Freight gridlock at Shanghai Pudong International Airport is so bad that some cargo planes are being forced to leave nearly empty and logistics professionals are recommending ocean transportation as a faster option. Airfreight professionals describe an operational meltdown, with trucks stuck in queues for two to three days to drop off shipments and boxes piling up in warehouses unable to get put on aircraft because Chinese customs officials and ground handlers are overwhelmed by the surge in export demand for face masks and other medical supplies.
The volume of hospital gear, resumption of e-commerce and other trade following China’s coronavirus quarantine and new export restrictions are blamed for the massive backlog, which was compounded by factories rushing out extra shipments before closing for the May Day holiday. With factories reopening, there is no sign of these backlog alleviating in a few, even 10 days or more.

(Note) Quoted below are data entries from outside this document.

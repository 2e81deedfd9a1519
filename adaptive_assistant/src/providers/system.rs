//! Provider that answers file and system questions with read-only commands.

use anyhow::{anyhow, Result};
use async_trait::async_trait;
use once_cell::sync::Lazy;
use regex::Regex;
use serde::Serialize;
use serde_json::json;
use std::path::PathBuf;
use std::process::Stdio;
use std::time::Duration;
use tokio::process::Command;
use tracing::{info, instrument, warn};

use crate::{
    instruction::Instruction,
    provider::{CapabilityProvider, ProviderOutput},
    settings::SystemProviderConfig,
};

const KEYWORDS: &[&str] = &[
    "file", "directory", "folder", "desktop", "ls", "find", "search", "terminal", "command", "system",
    "check", "exists",
];

const SAFE_COMMANDS: &[&str] = &[
    "ls", "dir", "pwd", "find", "locate", "grep", "cat", "head", "tail", "ps", "top", "df", "du", "free",
    "uname", "whoami", "date", "cal", "which", "whereis", "file", "stat", "wc", "sort", "uniq", "cut",
];

const DANGEROUS_TOKENS: &[&str] = &[
    "rm", "del", "format", "fdisk", "mkfs", "dd", "chown", "sudo", "su", "passwd", "-delete", "-exec",
];

/// Longest plan the heuristics produce.
const MAX_COMMANDS_PER_PLAN: u32 = 2;

static FILENAME: Lazy<Regex> = Lazy::new(|| Regex::new(r"(\w[-\w]*\.[A-Za-z0-9]+)").expect("valid filename regex"));

/// A command to run without a shell.
#[derive(Debug, Clone, PartialEq, Eq)]
pub struct PlannedCommand {
    pub program: String,
    pub args: Vec<String>,
}

impl PlannedCommand {
    fn new(program: &str, args: &[&str]) -> Self {
        Self {
            program: program.to_string(),
            args: args.iter().map(|a| a.to_string()).collect(),
        }
    }

    pub fn display(&self) -> String {
        std::iter::once(self.program.as_str())
            .chain(self.args.iter().map(String::as_str))
            .collect::<Vec<_>>()
            .join(" ")
    }
}

#[derive(Debug, Serialize)]
struct CommandReport {
    command: String,
    stdout: String,
    stderr: String,
    returncode: Option<i32>,
}

pub struct SystemCommandProvider {
    safe_mode: bool,
    search_roots: Vec<PathBuf>,
    command_timeout: Duration,
}

impl SystemCommandProvider {
    pub fn new(config: &SystemProviderConfig) -> Self {
        Self {
            safe_mode: config.safe_mode,
            search_roots: config.allowed_directories.iter().map(|d| expand_home(d)).collect(),
            command_timeout: Duration::from_secs(config.command_timeout_seconds),
        }
    }

    /// Map instruction text onto read-only commands.
    pub fn plan(&self, instruction: &Instruction) -> Vec<PlannedCommand> {
        let text = instruction.normalized_text();
        let mut commands = Vec::new();

        let root = self.search_roots.iter().find(|root| {
            root.file_name()
                .and_then(|n| n.to_str())
                .map(|n| text.contains(&n.to_lowercase()))
                .unwrap_or(false)
        });
        let lookup = ["have", "exists", "exist", "find"].iter().any(|w| text.contains(w));

        if let (Some(root), true) = (root, lookup) {
            let root = root.to_string_lossy().to_string();
            commands.push(PlannedCommand::new("ls", &["-la", &root]));
            if let Some(name) = FILENAME.captures(&text).and_then(|c| c.get(1)) {
                let pattern = format!("*{}*", name.as_str());
                commands.push(PlannedCommand::new("find", &[&root, "-name", &pattern, "-type", "f"]));
            }
        } else if text.contains("list") && text.contains("file") {
            commands.push(PlannedCommand::new("ls", &["-la"]));
        } else if text.contains("find") && text.contains("python") {
            commands.push(PlannedCommand::new("find", &[".", "-name", "*.py", "-type", "f"]));
        } else if text.contains("disk") && text.contains("space") {
            commands.push(PlannedCommand::new("df", &["-h"]));
        } else if text.contains("process") || text.contains("running") {
            commands.push(PlannedCommand::new("ps", &["aux"]));
        }

        if commands.is_empty() {
            commands.push(PlannedCommand::new("pwd", &[]));
            commands.push(PlannedCommand::new("ls", &["-la"]));
        }
        commands
    }

    pub fn is_safe(&self, command: &PlannedCommand) -> bool {
        if !self.safe_mode {
            return true;
        }
        let program = command.program.rsplit('/').next().unwrap_or_default();
        if !SAFE_COMMANDS.contains(&program) {
            return false;
        }
        !command
            .args
            .iter()
            .any(|arg| DANGEROUS_TOKENS.contains(&arg.to_lowercase().as_str()))
    }

    async fn run(&self, command: &PlannedCommand) -> Result<CommandReport> {
        let child = Command::new(&command.program)
            .args(&command.args)
            .stdin(Stdio::null())
            .stdout(Stdio::piped())
            .stderr(Stdio::piped())
            .kill_on_drop(true)
            .spawn()
            .map_err(|e| anyhow!("Failed to spawn '{}': {}", command.display(), e))?;

        let output = tokio::time::timeout(self.command_timeout, child.wait_with_output())
            .await
            .map_err(|_| anyhow!("Command '{}' timed out after {:?}", command.display(), self.command_timeout))??;

        Ok(CommandReport {
            command: command.display(),
            stdout: String::from_utf8_lossy(&output.stdout).to_string(),
            stderr: String::from_utf8_lossy(&output.stderr).to_string(),
            returncode: output.status.code(),
        })
    }
}

#[async_trait]
impl CapabilityProvider for SystemCommandProvider {
    fn id(&self) -> &str {
        "system"
    }

    fn description(&self) -> &str {
        "Handles system commands, file lookups and terminal queries"
    }

    fn examples(&self) -> Vec<String> {
        vec![
            "list files in current directory".to_string(),
            "find all python files".to_string(),
        ]
    }

    fn can_handle(&self, instruction: &Instruction) -> bool {
        let text = instruction.normalized_text();
        KEYWORDS.iter().any(|k| text.contains(k))
    }

    #[instrument(skip_all, fields(instruction_id = %instruction.id()))]
    async fn execute(&self, instruction: &Instruction) -> Result<ProviderOutput> {
        let commands = self.plan(instruction);

        if let Some(unsafe_command) = commands.iter().find(|c| !self.is_safe(c)) {
            warn!(command = %unsafe_command.display(), "Refusing command outside the safe list");
            return Ok(ProviderOutput::failure(
                json!(null),
                format!("Command '{}' is not in safe commands list", unsafe_command.display()),
            ));
        }

        let mut reports = Vec::with_capacity(commands.len());
        for command in &commands {
            info!(command = %command.display(), "Running system command");
            reports.push(self.run(command).await?);
        }

        let all_ok = reports.iter().all(|r| r.returncode == Some(0));
        let payload = serde_json::to_value(&reports)?;
        let output = if all_ok {
            ProviderOutput::success(payload)
        } else {
            ProviderOutput::failure(payload, "one or more commands exited with a non-zero status")
        };
        Ok(output.with_metadata("commands_executed", commands.len()))
    }

    fn timeout(&self) -> Option<Duration> {
        Some(self.command_timeout * MAX_COMMANDS_PER_PLAN + Duration::from_secs(1))
    }
}

fn expand_home(dir: &str) -> PathBuf {
    match (dir.strip_prefix("~/"), std::env::var_os("HOME")) {
        (Some(rest), Some(home)) => PathBuf::from(home).join(rest),
        _ => PathBuf::from(dir),
    }
}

An avalanche of medical gear is descending on Chinese airports because the rest of the world desperately needs it to minimize exposure to the COVID-19 virus and air is the fastest delivery method. The onslaught of goods is running into a compliance “wall" and piling up. Last month, Chinese authorities placed export controls on 11 types of medical supplies, including infrared thermometers, after complaints in Europe and the U.S. about low-quality purchases. Chinese-made N95 respirators failed in several tests to meet filtering standards for small particles, while non-medical masks are also being sold as medical-grade ones. In addition to special certification, all the shipments must be individually inspected and verified by customs authorities to make sure they are not defective or fraudulent.
China’s new policy has forced forwarders to cancel many bookings because export shipments are regularly failing customs inspections. It now takes on average, five to six days for shipments to get from the manufacturer’s dock onto a plane due to the increased inspections.
In addition to several cargo terminals temporarily not accepting shipments in an effort to clear backlogs, trucks are sitting in traffic jams on the road at the entrance of the Pudong airport, for days in some cases. “Even after shipments are cleared, they can sit in a warehouse because ground handling companies often don’t have enough labour to consolidate shipments for aircraft loading,” one expert added.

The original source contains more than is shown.